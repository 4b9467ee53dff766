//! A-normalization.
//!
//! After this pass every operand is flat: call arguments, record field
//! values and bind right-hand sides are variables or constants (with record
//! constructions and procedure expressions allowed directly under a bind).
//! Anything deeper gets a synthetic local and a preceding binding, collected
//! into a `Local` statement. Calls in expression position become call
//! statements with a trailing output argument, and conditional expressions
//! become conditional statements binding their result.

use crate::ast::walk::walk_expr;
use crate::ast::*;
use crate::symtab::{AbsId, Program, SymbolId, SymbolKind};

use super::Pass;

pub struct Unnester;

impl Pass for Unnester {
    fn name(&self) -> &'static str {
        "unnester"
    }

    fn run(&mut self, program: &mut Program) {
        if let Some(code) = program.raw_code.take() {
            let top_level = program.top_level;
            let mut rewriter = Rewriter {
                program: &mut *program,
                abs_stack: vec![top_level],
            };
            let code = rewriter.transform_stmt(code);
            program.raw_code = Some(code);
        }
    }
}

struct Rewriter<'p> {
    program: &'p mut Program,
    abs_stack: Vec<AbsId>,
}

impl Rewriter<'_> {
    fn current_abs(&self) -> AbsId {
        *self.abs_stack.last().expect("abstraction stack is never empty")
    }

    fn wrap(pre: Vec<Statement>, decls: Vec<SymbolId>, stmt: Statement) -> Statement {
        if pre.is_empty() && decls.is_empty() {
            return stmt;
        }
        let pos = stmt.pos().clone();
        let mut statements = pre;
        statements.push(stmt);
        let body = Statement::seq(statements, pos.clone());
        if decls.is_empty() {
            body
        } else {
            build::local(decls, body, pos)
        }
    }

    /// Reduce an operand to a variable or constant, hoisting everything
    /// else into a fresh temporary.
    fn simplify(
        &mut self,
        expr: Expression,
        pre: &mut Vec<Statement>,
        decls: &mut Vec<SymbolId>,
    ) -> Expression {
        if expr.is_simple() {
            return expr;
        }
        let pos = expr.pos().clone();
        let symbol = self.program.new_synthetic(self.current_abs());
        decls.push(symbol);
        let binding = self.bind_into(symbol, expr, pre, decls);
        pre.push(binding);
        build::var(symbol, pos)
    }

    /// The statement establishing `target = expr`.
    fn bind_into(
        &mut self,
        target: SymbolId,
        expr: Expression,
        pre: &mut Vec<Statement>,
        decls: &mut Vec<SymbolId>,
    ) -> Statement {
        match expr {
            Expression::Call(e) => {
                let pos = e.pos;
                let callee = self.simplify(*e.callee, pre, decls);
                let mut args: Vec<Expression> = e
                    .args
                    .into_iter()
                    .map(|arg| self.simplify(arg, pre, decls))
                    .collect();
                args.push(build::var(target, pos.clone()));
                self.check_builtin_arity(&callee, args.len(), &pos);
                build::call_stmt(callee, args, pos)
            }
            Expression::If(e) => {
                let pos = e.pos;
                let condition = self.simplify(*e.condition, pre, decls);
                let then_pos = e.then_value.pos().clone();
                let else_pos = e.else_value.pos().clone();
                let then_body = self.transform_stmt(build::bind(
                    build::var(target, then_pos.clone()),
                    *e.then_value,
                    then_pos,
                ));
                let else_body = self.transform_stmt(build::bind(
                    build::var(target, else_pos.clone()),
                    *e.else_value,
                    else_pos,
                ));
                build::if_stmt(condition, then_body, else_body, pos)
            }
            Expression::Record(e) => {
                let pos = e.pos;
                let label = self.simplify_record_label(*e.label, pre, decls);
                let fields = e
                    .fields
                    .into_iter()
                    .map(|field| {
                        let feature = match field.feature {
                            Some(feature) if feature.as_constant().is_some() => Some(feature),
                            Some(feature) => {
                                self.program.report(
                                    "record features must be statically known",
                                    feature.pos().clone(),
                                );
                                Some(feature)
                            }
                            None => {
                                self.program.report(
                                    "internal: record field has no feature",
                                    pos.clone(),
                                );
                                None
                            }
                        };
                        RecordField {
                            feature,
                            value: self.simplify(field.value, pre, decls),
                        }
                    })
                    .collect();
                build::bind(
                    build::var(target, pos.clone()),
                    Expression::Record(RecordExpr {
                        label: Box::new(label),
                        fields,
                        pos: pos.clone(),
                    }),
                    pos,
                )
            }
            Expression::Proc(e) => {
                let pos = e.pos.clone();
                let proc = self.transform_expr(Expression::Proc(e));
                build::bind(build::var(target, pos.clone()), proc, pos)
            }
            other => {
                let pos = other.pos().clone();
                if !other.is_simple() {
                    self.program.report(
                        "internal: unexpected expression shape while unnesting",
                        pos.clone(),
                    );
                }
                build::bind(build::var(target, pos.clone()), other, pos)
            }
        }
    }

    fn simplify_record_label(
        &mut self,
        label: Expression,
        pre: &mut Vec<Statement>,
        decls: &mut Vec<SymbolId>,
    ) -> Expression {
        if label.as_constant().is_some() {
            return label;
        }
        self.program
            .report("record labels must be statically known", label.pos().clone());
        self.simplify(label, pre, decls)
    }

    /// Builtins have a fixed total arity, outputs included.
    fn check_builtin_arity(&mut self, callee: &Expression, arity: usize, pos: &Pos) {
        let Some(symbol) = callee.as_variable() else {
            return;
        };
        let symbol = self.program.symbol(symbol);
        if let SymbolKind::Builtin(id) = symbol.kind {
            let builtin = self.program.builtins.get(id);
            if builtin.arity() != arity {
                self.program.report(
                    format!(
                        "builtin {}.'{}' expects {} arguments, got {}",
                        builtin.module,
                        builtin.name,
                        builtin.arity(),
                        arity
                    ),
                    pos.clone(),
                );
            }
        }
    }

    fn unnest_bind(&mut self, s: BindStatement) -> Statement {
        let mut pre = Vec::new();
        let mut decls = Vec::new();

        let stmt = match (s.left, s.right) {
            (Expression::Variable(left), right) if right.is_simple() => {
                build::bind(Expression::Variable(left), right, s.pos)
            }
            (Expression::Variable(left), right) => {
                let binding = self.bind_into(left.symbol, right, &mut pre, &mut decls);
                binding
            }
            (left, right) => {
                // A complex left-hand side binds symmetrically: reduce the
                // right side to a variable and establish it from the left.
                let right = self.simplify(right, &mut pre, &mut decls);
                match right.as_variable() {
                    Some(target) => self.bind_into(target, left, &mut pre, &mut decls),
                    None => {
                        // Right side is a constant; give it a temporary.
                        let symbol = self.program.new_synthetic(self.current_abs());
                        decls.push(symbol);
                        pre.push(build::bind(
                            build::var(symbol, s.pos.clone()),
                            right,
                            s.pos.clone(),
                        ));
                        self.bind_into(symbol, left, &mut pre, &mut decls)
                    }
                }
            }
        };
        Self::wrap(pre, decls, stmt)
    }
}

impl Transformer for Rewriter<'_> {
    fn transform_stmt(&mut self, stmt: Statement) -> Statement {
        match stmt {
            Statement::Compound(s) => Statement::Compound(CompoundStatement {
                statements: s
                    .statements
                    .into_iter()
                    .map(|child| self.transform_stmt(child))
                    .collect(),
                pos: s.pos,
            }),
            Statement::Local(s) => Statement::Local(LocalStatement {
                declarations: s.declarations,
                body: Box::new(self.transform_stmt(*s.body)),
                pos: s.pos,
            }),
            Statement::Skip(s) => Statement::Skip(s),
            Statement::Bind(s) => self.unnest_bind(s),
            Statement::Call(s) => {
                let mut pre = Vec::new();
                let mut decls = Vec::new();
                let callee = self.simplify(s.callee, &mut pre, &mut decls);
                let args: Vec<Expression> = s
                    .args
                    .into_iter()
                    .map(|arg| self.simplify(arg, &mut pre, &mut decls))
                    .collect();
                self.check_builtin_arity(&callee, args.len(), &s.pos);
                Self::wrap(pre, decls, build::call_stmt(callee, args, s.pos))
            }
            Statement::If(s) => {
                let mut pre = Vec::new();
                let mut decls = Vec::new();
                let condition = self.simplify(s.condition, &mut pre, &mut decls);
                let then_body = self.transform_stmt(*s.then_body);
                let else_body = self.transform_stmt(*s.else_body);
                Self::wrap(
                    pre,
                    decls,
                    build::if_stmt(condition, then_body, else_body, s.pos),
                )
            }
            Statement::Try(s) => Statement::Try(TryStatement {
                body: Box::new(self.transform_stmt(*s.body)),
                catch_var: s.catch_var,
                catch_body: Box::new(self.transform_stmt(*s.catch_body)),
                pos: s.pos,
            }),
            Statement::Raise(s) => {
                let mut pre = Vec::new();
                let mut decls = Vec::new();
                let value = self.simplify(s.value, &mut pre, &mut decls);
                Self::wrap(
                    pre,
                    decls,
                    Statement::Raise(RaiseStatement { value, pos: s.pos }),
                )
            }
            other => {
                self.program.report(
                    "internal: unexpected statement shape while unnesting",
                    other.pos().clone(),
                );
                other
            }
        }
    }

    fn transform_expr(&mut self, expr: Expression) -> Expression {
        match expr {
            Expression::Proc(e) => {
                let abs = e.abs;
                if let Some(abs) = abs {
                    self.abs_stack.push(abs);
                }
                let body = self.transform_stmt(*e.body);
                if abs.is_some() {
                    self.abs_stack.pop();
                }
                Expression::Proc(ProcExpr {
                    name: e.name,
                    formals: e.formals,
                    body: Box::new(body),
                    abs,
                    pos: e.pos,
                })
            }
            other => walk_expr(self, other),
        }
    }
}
--------------------------------------------------
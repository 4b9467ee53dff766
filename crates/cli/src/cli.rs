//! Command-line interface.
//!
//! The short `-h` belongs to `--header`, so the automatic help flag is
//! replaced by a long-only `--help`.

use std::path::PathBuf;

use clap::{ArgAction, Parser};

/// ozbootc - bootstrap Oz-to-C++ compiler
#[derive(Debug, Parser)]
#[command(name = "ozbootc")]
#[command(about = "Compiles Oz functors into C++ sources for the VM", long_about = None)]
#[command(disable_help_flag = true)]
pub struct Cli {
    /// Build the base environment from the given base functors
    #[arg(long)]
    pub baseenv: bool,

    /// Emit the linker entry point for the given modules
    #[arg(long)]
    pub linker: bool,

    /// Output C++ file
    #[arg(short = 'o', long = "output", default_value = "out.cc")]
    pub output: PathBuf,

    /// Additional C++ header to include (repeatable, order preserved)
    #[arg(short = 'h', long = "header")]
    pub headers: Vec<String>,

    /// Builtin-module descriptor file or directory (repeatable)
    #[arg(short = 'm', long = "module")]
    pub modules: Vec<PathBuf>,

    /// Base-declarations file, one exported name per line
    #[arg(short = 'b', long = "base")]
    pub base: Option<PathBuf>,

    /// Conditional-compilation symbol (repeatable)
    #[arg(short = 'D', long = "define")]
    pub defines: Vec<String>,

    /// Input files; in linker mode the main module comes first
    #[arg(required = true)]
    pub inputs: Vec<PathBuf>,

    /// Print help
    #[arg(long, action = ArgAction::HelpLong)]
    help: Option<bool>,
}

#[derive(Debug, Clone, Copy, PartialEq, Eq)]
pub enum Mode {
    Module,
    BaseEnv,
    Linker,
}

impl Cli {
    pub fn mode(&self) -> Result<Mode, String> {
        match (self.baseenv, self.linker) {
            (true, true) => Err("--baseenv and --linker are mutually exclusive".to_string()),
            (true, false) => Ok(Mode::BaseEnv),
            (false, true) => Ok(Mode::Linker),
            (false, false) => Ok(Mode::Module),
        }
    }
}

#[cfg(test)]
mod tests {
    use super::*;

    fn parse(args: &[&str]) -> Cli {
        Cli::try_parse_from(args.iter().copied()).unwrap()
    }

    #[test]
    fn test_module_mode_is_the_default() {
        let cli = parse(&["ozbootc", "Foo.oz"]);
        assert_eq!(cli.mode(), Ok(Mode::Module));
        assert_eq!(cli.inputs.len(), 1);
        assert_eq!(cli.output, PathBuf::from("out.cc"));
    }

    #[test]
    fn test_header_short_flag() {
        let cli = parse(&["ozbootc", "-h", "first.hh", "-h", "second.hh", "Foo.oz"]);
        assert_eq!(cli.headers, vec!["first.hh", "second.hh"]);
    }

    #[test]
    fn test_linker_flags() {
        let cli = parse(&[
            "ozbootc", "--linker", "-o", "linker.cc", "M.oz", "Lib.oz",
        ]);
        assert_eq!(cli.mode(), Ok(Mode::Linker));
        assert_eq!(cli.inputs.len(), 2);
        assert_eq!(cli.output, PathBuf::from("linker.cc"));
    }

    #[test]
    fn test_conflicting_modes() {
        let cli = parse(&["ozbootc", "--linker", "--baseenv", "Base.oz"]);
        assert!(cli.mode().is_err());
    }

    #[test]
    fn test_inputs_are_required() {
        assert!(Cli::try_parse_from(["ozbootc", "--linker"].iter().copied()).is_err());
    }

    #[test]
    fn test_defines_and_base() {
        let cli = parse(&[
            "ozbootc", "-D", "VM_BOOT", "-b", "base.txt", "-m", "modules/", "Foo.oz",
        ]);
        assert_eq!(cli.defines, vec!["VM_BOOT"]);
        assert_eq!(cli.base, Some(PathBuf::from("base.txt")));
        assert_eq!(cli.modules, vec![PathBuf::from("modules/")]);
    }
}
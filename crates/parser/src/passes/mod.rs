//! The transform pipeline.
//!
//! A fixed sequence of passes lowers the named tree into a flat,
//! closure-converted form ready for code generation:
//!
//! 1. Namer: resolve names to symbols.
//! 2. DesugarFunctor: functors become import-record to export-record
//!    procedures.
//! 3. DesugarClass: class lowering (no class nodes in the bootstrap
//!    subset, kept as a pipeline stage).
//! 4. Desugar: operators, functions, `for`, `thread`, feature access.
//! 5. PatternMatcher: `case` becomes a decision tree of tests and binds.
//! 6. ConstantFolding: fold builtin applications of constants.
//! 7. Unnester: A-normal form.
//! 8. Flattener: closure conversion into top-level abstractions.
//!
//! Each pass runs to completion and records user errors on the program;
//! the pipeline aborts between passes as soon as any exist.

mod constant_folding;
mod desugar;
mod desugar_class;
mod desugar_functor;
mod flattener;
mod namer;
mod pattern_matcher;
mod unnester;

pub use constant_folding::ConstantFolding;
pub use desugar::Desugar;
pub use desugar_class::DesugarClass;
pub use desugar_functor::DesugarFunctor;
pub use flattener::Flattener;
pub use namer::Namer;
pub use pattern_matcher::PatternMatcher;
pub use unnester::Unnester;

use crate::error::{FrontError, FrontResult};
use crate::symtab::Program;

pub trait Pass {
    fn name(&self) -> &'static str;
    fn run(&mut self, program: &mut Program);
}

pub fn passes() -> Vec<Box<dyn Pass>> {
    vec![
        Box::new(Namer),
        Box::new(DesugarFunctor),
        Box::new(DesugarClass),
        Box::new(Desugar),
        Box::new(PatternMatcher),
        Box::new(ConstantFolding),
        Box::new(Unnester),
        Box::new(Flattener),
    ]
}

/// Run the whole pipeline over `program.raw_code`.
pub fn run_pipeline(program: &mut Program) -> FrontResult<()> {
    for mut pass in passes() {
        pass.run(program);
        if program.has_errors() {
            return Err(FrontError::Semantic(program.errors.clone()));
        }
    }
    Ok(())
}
--------------------------------------------------
> BRIEF: Each line above that contains the word "callee" should be returned.

> WRITTEN ANSWER:
                let callee = self.simplify(*e.callee, pre, decls);
                self.check_builtin_arity(&callee, args.len(), &pos);
                build::call_stmt(callee, args, pos)
    fn check_builtin_arity(&mut self, callee: &Expression, arity: usize, pos: &Pos) {
        let Some(symbol) = callee.as_variable() else {
                let callee = self.simplify(s.callee, &mut pre, &mut decls);
                self.check_builtin_arity(&callee, args.len(), &s.pos);
                Self::wrap(pre, decls, build::call_stmt(callee, args, s.pos))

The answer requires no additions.